Path integration, a component of spatial navigation, is the process used to determine position information on the basis of information about distance and direction travelled derived from self-motion cues. Following on from studies in the animal literature that seem to support the role of the hippocampal formation in path integration, this facility was investigated in humans with focal brain lesions. Thirty-three neurosurgical patients (17 left temporal lobectomy, LTL; 16 right temporal lobectomy, RTL) and 16 controls were tested on a number of blindfolded tasks designed to investigate path integration and on a number of additional control tasks (assessing mental rotation and left-right orientation).
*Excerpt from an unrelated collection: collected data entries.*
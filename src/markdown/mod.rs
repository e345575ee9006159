//! Markdown rendering for message bodies.
//!
//! Converts message text to HTML the way GitHub renders comments:
//! - tables, strikethrough, task lists and footnotes
//! - single newlines become `<br />`
//! - bare `http(s)://` URLs become links
//!
//! Raw HTML in the input is passed through unchanged.

mod links;

pub use links::detect_plain_urls;

use pulldown_cmark::{html, Event, Options, Parser, TextMergeStream};

use links::autolink;

fn gfm_options() -> Options {
    let mut options = Options::empty();
    options.insert(Options::ENABLE_TABLES);
    options.insert(Options::ENABLE_STRIKETHROUGH);
    options.insert(Options::ENABLE_TASKLISTS);
    options.insert(Options::ENABLE_FOOTNOTES);
    options
}

/// Render markdown to an HTML fragment. Empty input renders as "".
pub fn render_markdown(text: &str) -> String {
    if text.is_empty() {
        return String::new();
    }

    let events = TextMergeStream::new(Parser::new_ext(text, gfm_options())).map(|event| match event {
        Event::SoftBreak => Event::HardBreak,
        other => other,
    });

    let mut out = String::with_capacity(text.len() * 3 / 2);
    html::push_html(&mut out, autolink(events).into_iter());
    out
}
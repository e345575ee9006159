//! `conversations`, `chat` and `render`.

use color_eyre::eyre::{eyre, WrapErr};
use color_eyre::Result;
use futures::StreamExt;
use std::io::Write;
use std::path::Path;
use tracing::{info, warn};
use uuid::Uuid;

use super::api_failure;
use crate::api::ApiClient;
use crate::markdown::render_markdown;
use crate::models::{ChatRequest, Message};
use crate::sse::ChatEventKind;
use crate::store::ChatState;
use crate::traits::{HttpClient, SessionStore};

/// Print one line per conversation: id, then title.
pub async fn handle_conversations<C, S>(api: &ApiClient<C, S>, out: &mut impl Write) -> Result<()>
where
    C: HttpClient,
    S: SessionStore,
{
    let conversations = api.list_conversations().await.map_err(api_failure)?;
    if conversations.is_empty() {
        writeln!(out, "No conversations")?;
    }
    for conversation in &conversations {
        writeln!(out, "{}\t{}", conversation.id, conversation.title)?;
    }
    Ok(())
}

/// Send a message and write the reply to `out` as it streams in.
///
/// Returns the final chat state. A stream that ends with an `error` event
/// or a transport failure is an error.
pub async fn handle_chat<C, S>(
    api: &ApiClient<C, S>,
    conversation: Option<&str>,
    message: &str,
    out: &mut impl Write,
) -> Result<ChatState>
where
    C: HttpClient,
    S: SessionStore,
{
    let (mut state, conversation_id, request) = match conversation {
        Some(id) => {
            let existing = api
                .get_conversation(id)
                .await
                .wrap_err_with(|| format!("could not load conversation {}", id))?;
            let mut state = ChatState::with_conversations(vec![existing]);
            state.set_current(Some(id.to_string()));
            (state, id.to_string(), ChatRequest::new(message).in_conversation(id))
        }
        None => {
            let mut state = ChatState::new();
            let id = state.create_conversation().id.clone();
            (state, id, ChatRequest::new(message))
        }
    };

    state.add_message(&conversation_id, Message::user(Uuid::new_v4().to_string(), message))?;
    state.set_loading(true);

    let mut events = api
        .send_message_stream(&request)
        .await
        .map_err(api_failure)?;
    let mut count = 0usize;

    while let Some(item) = events.next().await {
        let event = item?;
        count += 1;
        if event.kind() == ChatEventKind::Content {
            if let Some(fragment) = &event.content {
                write!(out, "{}", fragment)?;
                out.flush()?;
            }
        }
        state = state.apply_event(&conversation_id, &event);
    }
    writeln!(out)?;
    info!(events = count, "chat stream ended");

    if state.is_loading() {
        warn!("stream ended without a done event");
        state.set_loading(false);
    }

    let failure = state
        .conversation(&conversation_id)
        .and_then(|c| c.messages.last())
        .and_then(|m| m.error.clone());
    match failure {
        Some(error) => Err(eyre!("the assistant reported an error: {}", error)),
        None => Ok(state),
    }
}

/// Render a markdown file to HTML.
pub fn handle_render(path: &Path, out: &mut impl Write) -> Result<()> {
    let text = std::fs::read_to_string(path)
        .wrap_err_with(|| format!("could not read {}", path.display()))?;
    out.write_all(render_markdown(&text).as_bytes())?;
    Ok(())
}
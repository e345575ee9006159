//! CLI module for chatstream.
//!
//! - Argument parsing
//! - Version display
//! - Session commands (`login`, `logout`, `whoami`)
//! - Chat commands (`conversations`, `chat`, `render`)
//!
//! # Usage
//!
//! ```ignore
//! use chatstream::cli::{parse_args, run_cli_command};
//! use chatstream::config::ClientConfig;
//!
//! let command = parse_args(std::env::args());
//! if let Err(e) = run_cli_command(command, ClientConfig::from_env()).await {
//!     eprintln!("Error: {}", e);
//!     std::process::exit(1);
//! }
//! ```

pub mod args;
pub mod chat;
pub mod session;
pub mod version;

pub use args::{parse_args, CliCommand, USAGE};
pub use chat::{handle_chat, handle_conversations, handle_render};
pub use session::{handle_login, handle_logout, handle_whoami};
pub use version::{version_line, VERSION};

use color_eyre::eyre::eyre;
use color_eyre::Result;

use crate::api::ApiClient;
use crate::config::ClientConfig;
use crate::error::ApiError;

/// Report an API failure with its user-facing text on top.
pub(crate) fn api_failure(err: ApiError) -> color_eyre::eyre::Report {
    let message = err.user_message();
    color_eyre::eyre::Report::new(err).wrap_err(message)
}

/// Run a parsed command, writing results to stdout.
pub async fn run_cli_command(command: CliCommand, config: ClientConfig) -> Result<()> {
    let mut stdout = std::io::stdout();

    match command {
        CliCommand::Version => println!("{}", version_line()),
        CliCommand::Help => println!("{}", USAGE),
        CliCommand::Invalid(reason) => return Err(eyre!("{}\n\n{}", reason, USAGE)),
        CliCommand::Render { path } => handle_render(&path, &mut stdout)?,
        command => {
            let api = ApiClient::from_config(config)?;
            match command {
                CliCommand::Login { username, password } => {
                    handle_login(&api, &username, &password, &mut stdout).await?
                }
                CliCommand::Logout => handle_logout(&api, &mut stdout).await?,
                CliCommand::WhoAmI => handle_whoami(&api, &mut stdout).await?,
                CliCommand::Conversations => handle_conversations(&api, &mut stdout).await?,
                CliCommand::Chat {
                    conversation,
                    message,
                } => {
                    handle_chat(&api, conversation.as_deref(), &message, &mut stdout).await?;
                }
                other => return Err(eyre!("unsupported command: {:?}", other)),
            }
        }
    }
    Ok(())
}
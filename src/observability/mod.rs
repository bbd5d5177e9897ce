//! Observability subsystem.
//!
//! # Data Flow
//! ```text
//! All subsystems produce:
//!     → logging.rs (structured log events)
//!     → metrics.rs (counters, gauges, histograms)
//!
//! Consumers:
//!     → Log aggregation (stdout, remote)
//!     → Metrics endpoint (Prometheus scrape)
//!     → Status API (admin module) for alerting collaborators
//! ```

pub mod logging;
pub mod metrics;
In a test of the ability to compute a homing vector, the subjects had to return to the start after being led along a route consisting of two distances and one turn. Patients with RTL only were impaired at estimating the turn required to return to the start. On a second task, route reproduction was tested by requiring the subjects to reproduce a route consisting of two distances and one turn; the RTL group only were also impaired at reproducing the turn, but this impairment did not correlate with the homing vector deficit. There were no group differences on tasks where subjects were required to reproduce a single distance or a single turn. The results indicate that path integration is impaired in RTL patients only and suggest that the right temporal lobe plays a role in idiothetic spatial memory.